Tracy's husband is a visual artist and she said she's jealous of images he creates, but i'm thinking she needs to get over it, because she's creating plenty of images with her poems. ah, god-DAMN, did i just say that!? i sound like a therapist for poets!

Frank Sherlock always reads like his poems are all he needs to build with, doesn't seem he's wishing for other mediums. at least, if he DOES wish for another medium, he never says so. that said, he DID HOWEVER make one disclaimer today, and that was at the top of reading his "Apocraphyl Personals," to say that the reader/writer was not personally serious about actualizing the content. but this had no way weakened the impact of the pieces, which are as funny as they are disturbing, as the best deviance will have us see things, challenging our sense of safety and pleasure at once.
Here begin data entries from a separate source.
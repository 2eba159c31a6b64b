use axum::{
    Router,
    body::Body,
    http::{HeaderName, Request},
    routing::get,
};
use tokio::net::TcpListener;
use tower_http::request_id::{MakeRequestUuid, PropagateRequestIdLayer, SetRequestIdLayer};
use tower_http::trace::{DefaultOnResponse, TraceLayer};
use tracing::Level;

use crate::configuration::Settings;
use crate::errors::StartupError;
use crate::routes::cors::{self, preflight};
use crate::routes::health_check::health_check;
use crate::routes::url::{create_url, delete_url, list_urls, missing_id, update_url};
use crate::services::url::UrlService;
use crate::store::{ConnectionPool, UrlRepository, UrlStore};

const REQUEST_ID_HEADER: &str = "x-request-id";

#[derive(Clone, Debug)]
pub struct AppState {
    pub url_service: UrlService,
}

impl AppState {
    pub fn new(store: impl UrlStore) -> Self {
        Self {
            url_service: UrlService::new(store),
        }
    }
}

pub fn router(state: AppState) -> Router {
    let x_request_id = HeaderName::from_static(REQUEST_ID_HEADER);
    let [allow_origin, allow_methods, allow_headers] = cors::layers();

    Router::new()
        .route("/health_check", get(health_check))
        .route("/urls", get(list_urls).post(create_url).options(preflight))
        .route(
            "/urls/",
            axum::routing::put(missing_id)
                .delete(missing_id)
                .options(preflight),
        )
        .route(
            "/urls/{id}",
            axum::routing::put(update_url)
                .delete(delete_url)
                .options(preflight),
        )
        .with_state(state)
        .layer(allow_headers)
        .layer(allow_methods)
        .layer(allow_origin)
        .layer(PropagateRequestIdLayer::new(x_request_id.clone()))
        .layer(
            TraceLayer::new_for_http()
                .make_span_with(move |request: &Request<Body>| {
                    let request_id = request
                        .headers()
                        .get(&x_request_id)
                        .and_then(|value| value.to_str().ok())
                        .unwrap_or_default();
                    tracing::info_span!(
                        "request",
                        http.method = %request.method(),
                        http.target = %request.uri(),
                        request_id = %request_id,
                    )
                })
                .on_response(DefaultOnResponse::new().level(Level::INFO)),
        )
        .layer(SetRequestIdLayer::new(
            HeaderName::from_static(REQUEST_ID_HEADER),
            MakeRequestUuid,
        ))
}

pub struct Application {
    port: u16,
    listener: TcpListener,
    pool: Option<ConnectionPool>,
    state: AppState,
}

impl Application {
    /// Connects the pool lazily, applies migrations when configured, and
    /// binds the listener.
    pub async fn build(settings: &Settings) -> Result<Self, StartupError> {
        let pool = ConnectionPool::connect_lazy(&settings.database)
            .map_err(StartupError::DatabaseOptions)?;

        if settings.database.run_migrations {
            tracing::info!("Running database migrations");
            pool.migrate().await?;
        }

        let state = AppState::new(UrlRepository::new(pool.clone()));
        let mut application = Self::with_state(&settings.application.address(), state).await?;
        application.pool = Some(pool);
        Ok(application)
    }

    /// Binds the listener for an already assembled state.
    pub async fn with_state(address: &str, state: AppState) -> Result<Self, StartupError> {
        let listener =
            TcpListener::bind(address)
                .await
                .map_err(|source| StartupError::HttpServerBinding {
                    address: address.to_string(),
                    source,
                })?;
        let port = listener
            .local_addr()
            .map_err(StartupError::HttpServer)?
            .port();

        Ok(Self {
            port,
            listener,
            pool: None,
            state,
        })
    }

    pub fn port(&self) -> u16 {
        self.port
    }

    pub async fn run_until_stopped(self) -> Result<(), StartupError> {
        tracing::info!(port = self.port, "Listening");
        axum::serve(self.listener, router(self.state))
            .with_graceful_shutdown(shutdown_signal())
            .await
            .map_err(StartupError::HttpServer)?;

        if let Some(pool) = self.pool {
            pool.close().await;
        }
        Ok(())
    }
}

async fn shutdown_signal() {
    if let Err(e) = tokio::signal::ctrl_c().await {
        tracing::error!("Failed to listen for the shutdown signal: {:?}", e);
        std::future::pending::<()>().await;
    }
    tracing::info!("Shutdown signal received");
}
use axum::{
    body::Bytes,
    extract::{FromRequest, FromRequestParts, Path, Request},
    http::request::Parts,
};
use serde::de::DeserializeOwned;
use validator::Validate;

use crate::errors::ApiError;

/// JSON body that must deserialize into `T` and pass `T`'s validation rules.
/// Both failures become a 400 envelope instead of axum's plain-text rejection.
/// The body is read as JSON whatever its `Content-Type` says.
#[derive(Debug, Clone, Copy, Default)]
pub struct ValidatedJson<T>(pub T);

impl<T, S> FromRequest<S> for ValidatedJson<T>
where
    T: DeserializeOwned + Validate,
    S: Send + Sync,
{
    type Rejection = ApiError;

    async fn from_request(req: Request, state: &S) -> Result<Self, Self::Rejection> {
        let body = Bytes::from_request(req, state)
            .await
            .map_err(|rejection| ApiError::Validation(rejection.body_text()))?;
        let value: T = serde_json::from_slice(&body)
            .map_err(|e| ApiError::Validation(format!("Invalid JSON body: {e}")))?;
        value
            .validate()
            .map_err(|errors| ApiError::Validation(errors.to_string()))?;
        Ok(ValidatedJson(value))
    }
}

/// The `{id}` path segment as raw text. A segment that cannot be decoded
/// names no record, so it is reported as not found.
#[derive(Debug, Clone)]
pub struct IdPath(pub String);

impl<S> FromRequestParts<S> for IdPath
where
    S: Send + Sync,
{
    type Rejection = ApiError;

    async fn from_request_parts(parts: &mut Parts, state: &S) -> Result<Self, Self::Rejection> {
        let Path(id) = Path::<String>::from_request_parts(parts, state)
            .await
            .map_err(|rejection| {
                tracing::warn!("Url id could not be extracted: {}", rejection.body_text());
                ApiError::NotFound
            })?;
        Ok(IdPath(id))
    }
}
his tiny poems for Jenn & Chris McCreary's newborn twins caused Hassen to lean over with a smile and whisper "Nice!" in my ear. they were titled (i think i'm right about this), "Baby Baby" and "Ouch Ouch" the 2nd for when they're older. these two were part of a series of much shorter poems he's working on, not necessarily haiku in form, but in witness to detail.

i've heard Frank read many times before, but his night at the Project delivered a crispness well above most of any of the other readings he's given. although it takes some getting used to, seeing him read, rather than recite. it doesn't take away from the work, but it is a different experience however.
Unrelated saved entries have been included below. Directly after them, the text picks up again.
pub use cgmath;
pub use clock::{Clock, ManualClock, SystemClock};
pub use control::{
    Action, Command, Controller, ControllerConfig, ControllerState, LaneFrame, RawLaneSummary,
    StoppingZoneSighting, TaskKey,
};
pub use dispatch::{ChannelSink, CommandSink, Dispatcher, LogSink, WriterSink};
pub use error::{ConfigError, GeometryError, ParseCommandError, SinkError};
pub use follower::LaneFollower;
pub use schedule::{TaskId, TaskQueue};
pub use util::Interval;

pub mod clock;
pub mod control;
pub mod dispatch;
pub mod error;
mod follower;
pub mod math;
pub mod schedule;
mod util;
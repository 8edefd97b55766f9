use super::{Point2d, Point3d, Vector2d};

/// The z-component of the cross product of two planar vectors.
///
/// Positive when `v` turns anticlockwise from `u` in a y-up frame.
#[inline(always)]
pub fn cross(u: Vector2d, v: Vector2d) -> f64 {
    u.x * v.y - v.x * u.y
}

/// Drops the z coordinate of a point.
pub fn flatten(point: Point3d) -> Point2d {
    Point2d::new(point.x, point.y)
}
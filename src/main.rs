use std::fs::File;
use std::io::{self, BufRead, BufReader};
use std::path::{Path, PathBuf};
use std::thread;
use std::time::{Duration, Instant};

use clap::Parser;
use lane_pilot::{ControllerConfig, LaneFollower, RawLaneSummary, SystemClock, WriterSink};
use rand::SeedableRng;
use rand_distr::{Distribution, Normal};

/// Feeds lane summaries through the steering controller in real time and
/// prints the resulting actuator commands.
#[derive(Parser, Debug)]
#[command(version, about)]
struct Args {
    /// Controller config (JSON). Defaults are used when omitted.
    #[arg(long)]
    config: Option<PathBuf>,

    /// Lane summaries to replay, one JSON object per line.
    /// A synthetic drive is generated when omitted.
    #[arg(long)]
    replay: Option<PathBuf>,

    /// Number of synthetic frames.
    #[arg(long, default_value_t = 200)]
    frames: usize,

    /// Frame rate to replay at.
    #[arg(long, default_value_t = 20.0, value_parser = parse_fps)]
    fps: f64,

    /// Seed for the synthetic detector noise.
    #[arg(long, default_value_t = 7)]
    seed: u64,
}

fn main() -> Result<(), Box<dyn std::error::Error>> {
    env_logger::Builder::from_env(env_logger::Env::default().default_filter_or("info")).init();
    let args = Args::parse();

    let config = match &args.config {
        Some(path) => ControllerConfig::from_path(path)?,
        None => ControllerConfig::default(),
    };
    let brake_delay = config.brake_delay();

    let frames = match &args.replay {
        Some(path) => read_summaries(path)?,
        None => synthetic_drive(args.frames, args.fps, args.seed)?,
    };

    let period = Duration::from_secs_f64(1.0 / args.fps);
    let mut follower = LaneFollower::new(config, SystemClock::new(), WriterSink::new(io::stdout()));
    for raw in frames {
        let start = Instant::now();
        follower.process_raw(raw);
        if let Some(rest) = period.checked_sub(start.elapsed()) {
            thread::sleep(rest);
        }
    }

    // Let a freshly scheduled brake fire before stopping.
    thread::sleep(brake_delay + Duration::from_millis(50));
    let discarded = follower.shutdown();
    log::info!("done, {} commands discarded", discarded);
    Ok(())
}

/// Accepts only finite, positive frame rates.
fn parse_fps(value: &str) -> Result<f64, String> {
    let fps: f64 = value.parse().map_err(|e| format!("{}", e))?;
    if fps.is_finite() && fps > 0.0 {
        Ok(fps)
    } else {
        Err(format!("frame rate must be positive, got {}", value))
    }
}

fn read_summaries(path: &Path) -> Result<Vec<RawLaneSummary>, Box<dyn std::error::Error>> {
    let reader = BufReader::new(File::open(path)?);
    let mut frames = vec![];
    for line in reader.lines() {
        let line = line?;
        if line.trim().is_empty() {
            continue;
        }
        frames.push(serde_json::from_str(&line)?);
    }
    Ok(frames)
}

/// A drive along a winding lane past one stopping zone, losing the lane at the end.
fn synthetic_drive(
    count: usize,
    fps: f64,
    seed: u64,
) -> Result<Vec<RawLaneSummary>, Box<dyn std::error::Error>> {
    let mut rng = rand::rngs::StdRng::seed_from_u64(seed);
    let noise = Normal::new(0.0, 2.0)?;
    let lost_from = count.saturating_sub((1.5 * fps).ceil() as usize);

    let frames = (0..count)
        .map(|i| {
            let t = i as f64 / fps;
            if i >= lost_from {
                return RawLaneSummary {
                    distance_to_stopping_zone: -1.0,
                    distance_to_stopping_zone_end: -1.0,
                    ..Default::default()
                };
            }
            let angle = 25.0 * (0.8 * t).sin() + noise.sample(&mut rng);
            let entrance = 20.0 + (280.0 - 60.0 * t).abs();
            RawLaneSummary {
                angle,
                distance_middle: angle * 0.5,
                distance_left: -40.0 + angle * 0.5,
                distance_right: 40.0 + angle * 0.5,
                distance_to_stopping_zone: entrance,
                distance_to_stopping_zone_end: entrance + 150.0,
            }
        })
        .collect();
    Ok(frames)
}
something we ALL need to put our heads together over is WHAT is going on with his reading of the poem "Elementals With A Suggestion" ? this is the THIRD time now that he's read it before an audience that i've seen, where he is somehow interrupted JUST before the line, "some days Yellow really does change the world" THE THIRD TIME! the first was by hecklers at La Tazza, the second by an elongated pause at the ICA, now, this third time by someone thrusting open the doors in the Poetry Project from the connecting doors to the cavernous room next door. the first time was in a smallish, or medium-sized bar. the second time was in a space roughly three times larger. the third time was in a space comparable to the second, BUT the interruption COMING FROM an enormous connecting space. or maybe it's not the size of the space we need to look at, but the dates on which they occurred or maybe not the dates for the numerology, but for the phases of the moon. or maybe it just needed to happen three times and the poem is ready for home plate? did i just make a baseball reference? what's the matter with me? anyway, or maybe it's to do with the explosive psychic build up of the poem itself yeah yeah it's maybe in the poem itself. it's THAT LINE, or rather, JUST BEFORE that line where the interruption has taken place, each time. right there, with Yellow, the color Yellow, all Yellow has going for it, going into the space of time JUST before the line.

it was a great reading. the kind of which fortifies my earlier statements that the Poetry Project has a newness which has sharp, fine blades. John Fisk seems to agree, and he's been there the longest, over twenty years.

this was also a great trip. Matt and Nicole and Heather also came up from Philly. we all hung out after, over at The Grassroots Tavern with Carol Mirakove, Cori Copp, Anselm, Eddie, and a whole bunch of others from the reading.